Anak laki-laki itu tampak seolah sudah biasa menyetir di kemudi kanan—meskipun ini pertama kalinya. Tangannya tampak rileks memegang setir. Ia mengamati jalan raya yang dikelilingi pepohonan rimbun.

 

Lima belas menit kemudian, ia sampai di minimarket dengan palang berwarna biru, merah, dan kuning. Untuk pertama kalinya ia mengeluarkan pecahan seratus ribuan rupiah dari dalam dompetnya. Setelah membeli keperluannya, ia kembali ke mobil.

 

“Sekolahku di mana?” tanya Leo.

 

“Dekat kok dari rumah, dari jalan ini lurus sedikit lalu belok kanan ke arah Timur,” jelas Pak Juno yang membuat Leo berpikir. Arah Timur berarti belok kanan ya? ucapnya dalam hati sambil memperhatikan matahari yang bersinar terik di luar sana.

 

Meskipun matahari bersinar terik, kota kecil itu seolah tidak terpengaruh. Suasananya tetap sejuk berkat banyak pohon.

 

“Mas Ryan bilang urusan sekolah udah beres. Besok saya bisa anter Leo ke sini jam setengah 7 pagi,” jelas Pak Juno saat mobil mereka melewati SMA Negeri itu.

 

“Sepagi itu?!”

 

“Di sini sekolah masuk jam 7 pagi.”

 

What the—

 

Pak Juno terkekeh melihat ekspresi Leo. “Jadi gimana besok mau saya anter?”

 

Naik mobil Alphard di kota kecil seperti ini rasanya terlalu mencolok.
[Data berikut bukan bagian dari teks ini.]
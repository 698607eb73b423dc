//! Versioned JSON state files shared by the catalog, the query log and the embedding store.
//!
//! Every file is written to `<name>.json.tmp` and renamed into place while holding an exclusive
//! advisory lock on `<name>.lock`, so a batch job in another process never observes a torn
//! write. Readers keep a cached copy and reload it only when the file fingerprint changes.

use crate::error::{CatalogError, Result};
use fs2::FileExt;
use serde::de::DeserializeOwned;
use serde::{Deserialize, Serialize};
use std::fs::{File, OpenOptions};
use std::path::{Path, PathBuf};
use std::sync::{Arc, Mutex, PoisonError, RwLock};
use std::time::{SystemTime, UNIX_EPOCH};

pub const STATE_SCHEMA_VERSION: u32 = 1;

#[must_use]
pub fn unix_now_ms() -> u64 {
    SystemTime::now()
        .duration_since(UNIX_EPOCH)
        .map(|d| u64::try_from(d.as_millis()).unwrap_or(u64::MAX))
        .unwrap_or(0)
}

#[must_use]
pub fn lock_path_for(target: &Path) -> PathBuf {
    target.with_extension("lock")
}

/// Exclusive cross-process lock; released on drop.
pub struct FileLock {
    file: File,
}

impl FileLock {
    pub fn acquire(target: &Path) -> Result<Self> {
        let path = lock_path_for(target);
        if let Some(parent) = path.parent() {
            std::fs::create_dir_all(parent)?;
        }
        let file = OpenOptions::new()
            .create(true)
            .read(true)
            .write(true)
            .truncate(false)
            .open(&path)
            .map_err(|err| CatalogError::Other(format!("open lock {}: {err}", path.display())))?;
        file.lock_exclusive().map_err(|err| {
            CatalogError::Other(format!("acquire lock {}: {err}", path.display()))
        })?;
        Ok(Self { file })
    }
}

impl Drop for FileLock {
    fn drop(&mut self) {
        let _ = FileExt::unlock(&self.file);
    }
}

#[derive(Debug, Clone, Copy, PartialEq, Eq)]
struct Fingerprint {
    modified_ns: u128,
    len: u64,
    inode: u64,
}

fn fingerprint(path: &Path) -> Option<Fingerprint> {
    let meta = std::fs::metadata(path).ok()?;
    let modified_ns = meta
        .modified()
        .ok()
        .and_then(|t| t.duration_since(UNIX_EPOCH).ok())
        .map_or(0, |d| d.as_nanos());
    Some(Fingerprint {
        modified_ns,
        len: meta.len(),
        inode: inode_of(&meta),
    })
}

// Every write renames a fresh file into place, so the inode changes even when mtime and
// length collide.
#[cfg(unix)]
fn inode_of(meta: &std::fs::Metadata) -> u64 {
    use std::os::unix::fs::MetadataExt;
    meta.ino()
}

#[cfg(not(unix))]
const fn inode_of(_meta: &std::fs::Metadata) -> u64 {
    0
}

#[derive(Serialize)]
struct EnvelopeRef<'a, T> {
    schema_version: u32,
    #[serde(flatten)]
    data: &'a T,
}

#[derive(Deserialize)]
struct EnvelopeOwned<T> {
    schema_version: u32,
    #[serde(flatten)]
    data: T,
}

/// Reads a versioned state file; `Ok(None)` when it does not exist.
pub fn read_json_versioned<T: DeserializeOwned>(path: &Path, label: &str) -> Result<Option<T>> {
    let bytes = match std::fs::read(path) {
        Ok(bytes) => bytes,
        Err(err) if err.kind() == std::io::ErrorKind::NotFound => return Ok(None),
        Err(err) => return Err(err.into()),
    };
    let envelope: EnvelopeOwned<T> = serde_json::from_slice(&bytes)?;
    if envelope.schema_version != STATE_SCHEMA_VERSION {
        return Err(CatalogError::SchemaVersion {
            file: label.to_string(),
            found: envelope.schema_version,
            expected: STATE_SCHEMA_VERSION,
        });
    }
    Ok(Some(envelope.data))
}

fn read_state<T>(path: &Path, label: &str) -> Result<(Option<Fingerprint>, T)>
where
    T: DeserializeOwned + Default,
{
    let before = fingerprint(path);
    if before.is_none() {
        return Ok((None, T::default()));
    }
    let value = read_json_versioned(path, label)?.unwrap_or_default();
    Ok((before, value))
}

pub fn write_json_atomic<T: Serialize>(path: &Path, value: &T) -> Result<()> {
    if let Some(parent) = path.parent() {
        std::fs::create_dir_all(parent)?;
    }
    let bytes = serde_json::to_vec_pretty(&EnvelopeRef {
        schema_version: STATE_SCHEMA_VERSION,
        data: value,
    })?;
    let tmp = path.with_extension("json.tmp");
    std::fs::write(&tmp, bytes)?;
    std::fs::rename(&tmp, path)?;
    Ok(())
}

struct Cached<T> {
    fingerprint: Option<Fingerprint>,
    value: Arc<T>,
}

/// A JSON document on disk with a read-mostly in-memory copy.
pub struct JsonStateFile<T> {
    path: PathBuf,
    label: &'static str,
    cache: RwLock<Cached<T>>,
    writer: Mutex<()>,
}

impl<T> JsonStateFile<T>
where
    T: Serialize + DeserializeOwned + Default,
{
    pub fn open(path: impl AsRef<Path>, label: &'static str) -> Result<Self> {
        let path = path.as_ref().to_path_buf();
        let (fingerprint, value) = read_state::<T>(&path, label)?;
        log::debug!("Opened {label} at {}", path.display());
        Ok(Self {
            path,
            label,
            cache: RwLock::new(Cached {
                fingerprint,
                value: Arc::new(value),
            }),
            writer: Mutex::new(()),
        })
    }

    #[must_use]
    pub fn path(&self) -> &Path {
        &self.path
    }

    /// Current state, reloaded from disk if another writer replaced the file.
    pub fn snapshot(&self) -> Result<Arc<T>> {
        let current = fingerprint(&self.path);
        {
            let cache = self.cache.read().unwrap_or_else(PoisonError::into_inner);
            if cache.fingerprint == current {
                return Ok(cache.value.clone());
            }
        }

        let (fingerprint, value) = read_state::<T>(&self.path, self.label)?;
        log::debug!("Reloaded {} from {}", self.label, self.path.display());
        let value = Arc::new(value);
        let mut cache = self.cache.write().unwrap_or_else(PoisonError::into_inner);
        *cache = Cached {
            fingerprint,
            value: value.clone(),
        };
        Ok(value)
    }

    /// Read-modify-write under both the in-process and the cross-process lock.
    ///
    /// Nothing is written when `apply` fails.
    pub fn update<R, E>(
        &self,
        apply: impl FnOnce(&mut T) -> std::result::Result<R, E>,
    ) -> std::result::Result<R, E>
    where
        E: From<CatalogError>,
    {
        let _guard = self.writer.lock().unwrap_or_else(PoisonError::into_inner);
        let _lock = FileLock::acquire(&self.path)?;

        let (_, mut state) = read_state::<T>(&self.path, self.label)?;
        let out = apply(&mut state)?;
        write_json_atomic(&self.path, &state)?;

        let mut cache = self.cache.write().unwrap_or_else(PoisonError::into_inner);
        *cache = Cached {
            fingerprint: fingerprint(&self.path),
            value: Arc::new(state),
        };
        Ok(out)
    }
}

#[cfg(test)]
mod tests {
    use super::*;
    use std::collections::BTreeMap;
    use tempfile::TempDir;

    #[derive(Debug, Default, Serialize, Deserialize, PartialEq)]
    struct Counter {
        hits: BTreeMap<String, u32>,
    }

    #[test]
    fn missing_file_reads_as_default() {
        let tmp = TempDir::new().unwrap();
        let file: JsonStateFile<Counter> =
            JsonStateFile::open(tmp.path().join("counter.json"), "counter").unwrap();
        assert_eq!(*file.snapshot().unwrap(), Counter::default());
        assert!(!file.path().exists());
    }

    #[test]
    fn update_persists_and_other_handles_observe_it() {
        let tmp = TempDir::new().unwrap();
        let path = tmp.path().join("counter.json");
        let writer: JsonStateFile<Counter> = JsonStateFile::open(&path, "counter").unwrap();
        let reader: JsonStateFile<Counter> = JsonStateFile::open(&path, "counter").unwrap();

        writer
            .update(|state| {
                state.hits.insert("a".into(), 1);
                Ok::<_, CatalogError>(())
            })
            .unwrap();

        assert_eq!(reader.snapshot().unwrap().hits.get("a"), Some(&1));
        assert!(!path.with_extension("json.tmp").exists());
    }

    #[test]
    fn failed_update_leaves_file_untouched() {
        let tmp = TempDir::new().unwrap();
        let path = tmp.path().join("counter.json");
        let file: JsonStateFile<Counter> = JsonStateFile::open(&path, "counter").unwrap();

        let err = file
            .update(|state| {
                state.hits.insert("b".into(), 2);
                Err::<(), _>(CatalogError::Other("boom".into()))
            })
            .unwrap_err();
        assert!(err.to_string().contains("boom"));
        assert!(!path.exists());
        assert!(file.snapshot().unwrap().hits.is_empty());
    }

    #[test]
    fn rejects_unknown_schema_version() {
        let tmp = TempDir::new().unwrap();
        let path = tmp.path().join("counter.json");
        std::fs::write(&path, r#"{"schema_version": 7, "hits": {}}"#).unwrap();
        let Err(err) = JsonStateFile::<Counter>::open(&path, "counter") else {
            panic!("expected schema version error");
        };
        assert!(err.to_string().contains("schema_version 7"), "{err}");
    }
}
Seandainya Ryan memberikannya mobil yang lebih kecil. Bahkan kalau Ryan memberikannya mobil jenis hatchback pun, ia akan dengan senang hati menerimanya.

 

“Enggak Pak,” jawab Leo ketus. “Aku akan naik sepeda.”

 

--

 

Mobil mereka sampai di halaman rumah bersamaan dengan sebuah becak yang mengantar Nenek. Begitu Leo turun dari mobil, ia langsung dipeluk oleh Nenek.

 

“Ya ampun, kamu sudah besar sekali,” kata Nenek dengan mata berkaca-kaca. Ia mengamati cucunya dengan senyum hangat di wajahnya.

 

Mau tak mau, Leo tersenyum. Nenek sangat mirip dengan Ibunya dan entah kenapa itu membuatnya hatinya seolah tergores karena ia sudah tidak bisa memeluk Ibunya lagi.